You have 30 years of experience in graphic arts, digital print management, and workflow solutions. What is the focus of your consulting activities?
It’s about how to help printing companies take their businesses online. Now, whether that’s through computers or through mobile, primarily it is using tools like web-to-print, variable data and moving that into a fully fledged e-commerce solutions, and how to get the back end to work from that. It starts with strategy. If there’s no strategy, it will fail. The business benefits reflect in how you take your business online and how to make money from it.

You have been introducing a new way of printing to people attending your seminars – online print systems that you have launched (Web-to-Print and Print-to-Web). The advantages of W2P, as you claim, are in its effectiveness – bigger sales, efficiency – lower indirect costs, eco friendliness. Could you tell us more about the system?
Web-to-print as a term is a wrong term. I called my company W2P just because it got me to number one in Google straight away. It is a generic term for doing printing business online. The primary goal for me is for a printing company to protect their own future and it helps them go to their customers and help print to work smarter and harder. It becomes less of a commodity and more of a marketing edge, so that people can modify a design, just by using a browser; they don’t have to design everything in Adobe Indesign and go through the torturous process of getting individual quotes and submitting artwork, where each file is a one-off file. We make a template and in a browser we allow local empowerment. So, a branch manager can make their own changes to the print very simply, just in a few seconds and the entire business process and technical process then happens automatically behind the scenes. If you have 100 branches, you could have 100 branch managers all simultaneously making changes that are relevant to their own branch and bang - the entire workflow, job tickets, everything is created automatically. You couldn’t dream of doing that without a web-to-print system. So, that piece of print then becomes relevant to that individual location. And it could have different pictures, different text, different special offers, different addresses – anything you wish, instantly, the objective being to make that print so relevant that it helps to sell more of the product or service locally.

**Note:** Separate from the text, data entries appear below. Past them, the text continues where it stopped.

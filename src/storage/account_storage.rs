use crate::models::{Account, GatewayError};
use crate::storage::{AccountMutation, AccountRepository};
use crate::types::{AccountId, ApiKey};
use dashmap::mapref::entry::Entry;
use dashmap::DashMap;

/// In-memory account repository.
///
/// Each account lives in its own [`DashMap`] entry; holding the entry's write guard is
/// the row lock that serializes balance updates.
#[derive(Default)]
pub struct AccountStorage {
    accounts: DashMap<AccountId, Account>,
    api_keys: DashMap<ApiKey, AccountId>
}

impl AccountStorage {
    pub fn new() -> Self {
        Self::default()
    }
}

impl AccountRepository for AccountStorage {
    fn save(&self, account: Account) -> Result<(), GatewayError> {
        match self.api_keys.entry(account.api_key.clone()) {
            Entry::Occupied(_) => Err(GatewayError::AccountDuplicateKey),
            Entry::Vacant(entry) => {
                entry.insert(account.id.clone());
                self.accounts.insert(account.id.clone(), account);
                Ok(())
            }
        }
    }

    fn find_by_api_key(&self, api_key: &str) -> Option<Account> {
        let account_id = self.api_keys.get(api_key)?.value().clone();
        self.find_by_id(&account_id)
    }

    fn find_by_id(&self, account_id: &str) -> Option<Account> {
        self.accounts.get(account_id).map(|account| account.value().clone())
    }

    fn update(&self, account_id: &str, mutation: AccountMutation<'_>) -> Result<Account, GatewayError> {
        let mut account = self.accounts.get_mut(account_id)
            .ok_or_else(|| GatewayError::account_not_found(account_id))?;

        mutation(account.value_mut())?;

        Ok(account.value().clone())
    }
}
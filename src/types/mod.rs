mod amount;
mod errors;

use rust_decimal::Decimal;
use uuid::Uuid;

pub use amount::Amount;
pub use errors::AmountError;

pub type AccountId = String;
pub type InvoiceId = String;
pub type ApiKey = String;

/// Generates a fresh identifier for accounts and invoices.
pub fn generate_id() -> String {
    Uuid::new_v4().to_string()
}

/// Generates a 32 character hexadecimal API key.
pub fn generate_api_key() -> ApiKey {
    Uuid::new_v4().simple().to_string()
}

/// Renders a money value with at least two decimal places. Finer precision is shown as
/// is rather than rounded away.
pub fn format_money(value: Decimal) -> String {
    let mut value = value.normalize();

    if value.scale() < 2 {
        value.rescale(2);
    }

    value.to_string()
}
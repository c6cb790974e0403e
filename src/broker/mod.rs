mod memory;

use async_trait::async_trait;

use crate::models::GatewayError;

pub use memory::InMemoryBroker;

/// A record on a topic. `key` carries the invoice id so that all records about one
/// invoice land on the same partition of a partitioned broker.
#[derive(Debug, Clone, Eq, PartialEq)]
pub struct Message {
    pub topic: String,
    pub key: String,
    pub payload: Vec<u8>
}

/// Write side of the broker.
#[async_trait]
pub trait MessagePublisher: Send + Sync {
    async fn publish(&self, topic: &str, key: &str, payload: Vec<u8>) -> Result<(), GatewayError>;

    /// Flushes outstanding records and releases the connection. Calling it again is a no-op.
    async fn close(&self) -> Result<(), GatewayError>;
}

/// Read side of the broker, bound to one topic and consumer group.
#[async_trait]
pub trait MessageSubscriber: Send {
    /// Waits for the next record. `Ok(None)` means the subscription has ended and no
    /// further records will arrive.
    async fn next_message(&mut self) -> Result<Option<Message>, GatewayError>;

    /// Leaves the consumer group. Calling it again is a no-op.
    async fn close(&mut self) -> Result<(), GatewayError>;
}
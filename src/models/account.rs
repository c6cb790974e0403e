use crate::models::errors::GatewayError;
use crate::types::{generate_api_key, generate_id, AccountId, Amount, ApiKey, InvoiceId};
use chrono::{DateTime, Utc};
use rust_decimal::Decimal;
use std::collections::HashMap;

/// A merchant account and its running balance.
///
/// Besides the balance the account keeps the record of every invoice that has been
/// credited to it. That record is what makes settlement idempotent: the same invoice can
/// be offered any number of times and is only ever counted once.
#[derive(Debug, Clone)]
pub struct Account {
    /// Unique identifier of the account.
    pub id: AccountId,
    pub name: String,
    pub email: String,
    /// Secret used by merchants to authenticate, unique across accounts.
    pub api_key: ApiKey,
    /// Sum of every settled invoice plus any direct balance adjustment.
    pub balance: Decimal,
    pub created_at: DateTime<Utc>,
    pub updated_at: DateTime<Utc>,
    /// Amount credited per invoice id.
    settlements: HashMap<InvoiceId, Amount>
}

impl Account {
    /// Creates an empty account with a generated id and API key.
    pub fn new(name: &str, email: &str) -> Self {
        let now = Utc::now();

        Self {
            id: generate_id(),
            name: name.to_string(),
            email: email.to_string(),
            api_key: generate_api_key(),
            balance: Decimal::ZERO,
            created_at: now,
            updated_at: now,
            settlements: HashMap::new()
        }
    }

    /// Adds `amount` to the balance. A negative amount is applied as is.
    ///
    /// # Errors
    /// `BalanceOverflow` if the result does not fit; the balance is unchanged then.
    pub fn add_balance(&mut self, amount: Decimal) -> Result<(), GatewayError> {
        self.balance = self.balance.checked_add(amount)
            .ok_or_else(|| GatewayError::balance_overflow(&self.id))?;
        self.updated_at = Utc::now();

        Ok(())
    }

    /// Credits the amount of `invoice_id` exactly once.
    ///
    /// # Errors
    /// Returns `DuplicateSettlement` if the invoice was already credited and
    /// `BalanceOverflow` if the credit does not fit. The account is left untouched in
    /// both cases.
    pub fn settle(&mut self, invoice_id: &str, amount: Amount) -> Result<(), GatewayError> {
        if self.settlements.contains_key(invoice_id) {
            return Err(GatewayError::duplicate_settlement(&self.id, invoice_id))
        }

        self.add_balance(amount.value())?;
        self.settlements.insert(invoice_id.to_string(), amount);

        Ok(())
    }

    /// Removes a previous settlement of `invoice_id` and takes its amount back out of
    /// the balance. Returns the amount that was reverted, if any.
    pub fn unsettle(&mut self, invoice_id: &str) -> Result<Option<Amount>, GatewayError> {
        let Some(amount) = self.settlements.get(invoice_id).copied() else {
            return Ok(None)
        };

        self.add_balance(-amount.value())?;
        self.settlements.remove(invoice_id);

        Ok(Some(amount))
    }

    pub fn is_settled(&self, invoice_id: &str) -> bool {
        self.settlements.contains_key(invoice_id)
    }
}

Related to that, do you see the future of the offset printing industry for the next 5 or 10 years? Moreover, does it have a future?
I think it does! Slowly, inkjet will takeover, hybrid systems like Benny Landa’s Nanography or similar eventually will displace offset technology because it’s more suited to today’s printing business model. Offset has been going on since 1922, so what I think will happen is that we’ll end up with fewer numbers of offset printers and a smaller number of real big, supersized printers. Many printing companies will survive through doing business locally, and digitally – there is no reason why printers can’t survive. Unless they refuse to change – then they won’t!

W2P was set up to provide both strategic and operational expertise for today’s rapidly changing market. What are the main changes that printing industry is going, or should be going through? You said that W2P will change the print, in what way?
Web-to-print is my business, that’s what I do – I do strategy implementation and consulting, so what I do is spend time all around the world researching and looking. I wish I could work 5 days a week and get paid 5 days a week, but I can’t because I have to spend 30% of my time researching, so my customers don’t have to. The sorts of changes that are happening around the world are actually no different to the travel industry. You can draw a parallel here with travel and holidays, specially package holidays – it used to be that a tour operator would buy loads and loads of holiday capacities, fill up the plane, everybody had the same thing – you had a plane loaded with people going to the same resort or staying in the same hotel, so you’d go into an agency and buy this sort of bulk made holidays.
Then the Internet came along – and when was the last time that you sat down with a travel agent and booked a holiday? And you don’t want the same holiday as everybody else – you want your own kind of holiday! This is a bit like what print is going through now – the idea of Internet not being used to buy print, anybody who thinks that is not going to survive. We are going to buy print online just like we buy holidays, flights, insurance, train tickets – we buy them on line. If we think what that did for travel industry – we had all these high street travel agent shops, and there are still some, but they’re not making any money as their business model has aged. They now have to go online as well, finally, to allow you to search where you might want to go, the best flight times, combining the places you want to stay at during your holiday – you couldn’t do that with a package holiday. This is a bit like printing over the internet now, with digital printing presses and web-to-print – people can order what they want and when they want it, made exactly to their own specifications, and compare online. It is all personalized, it is just what you want and only as many as you want – if you only need 57 copies, you’ll just buy 57 copies. You don’t need to buy more, because that is what a litho press produces. It isn’t about price anymore, because with web-to-print, a printer is building a relationship with the client, reaching beyond the single print buyer – the printer reaches to every single member of the business who is actually commissioning print, whether it is a business card or a series of posters, brochures, whatever it might be. It is a great way to do business.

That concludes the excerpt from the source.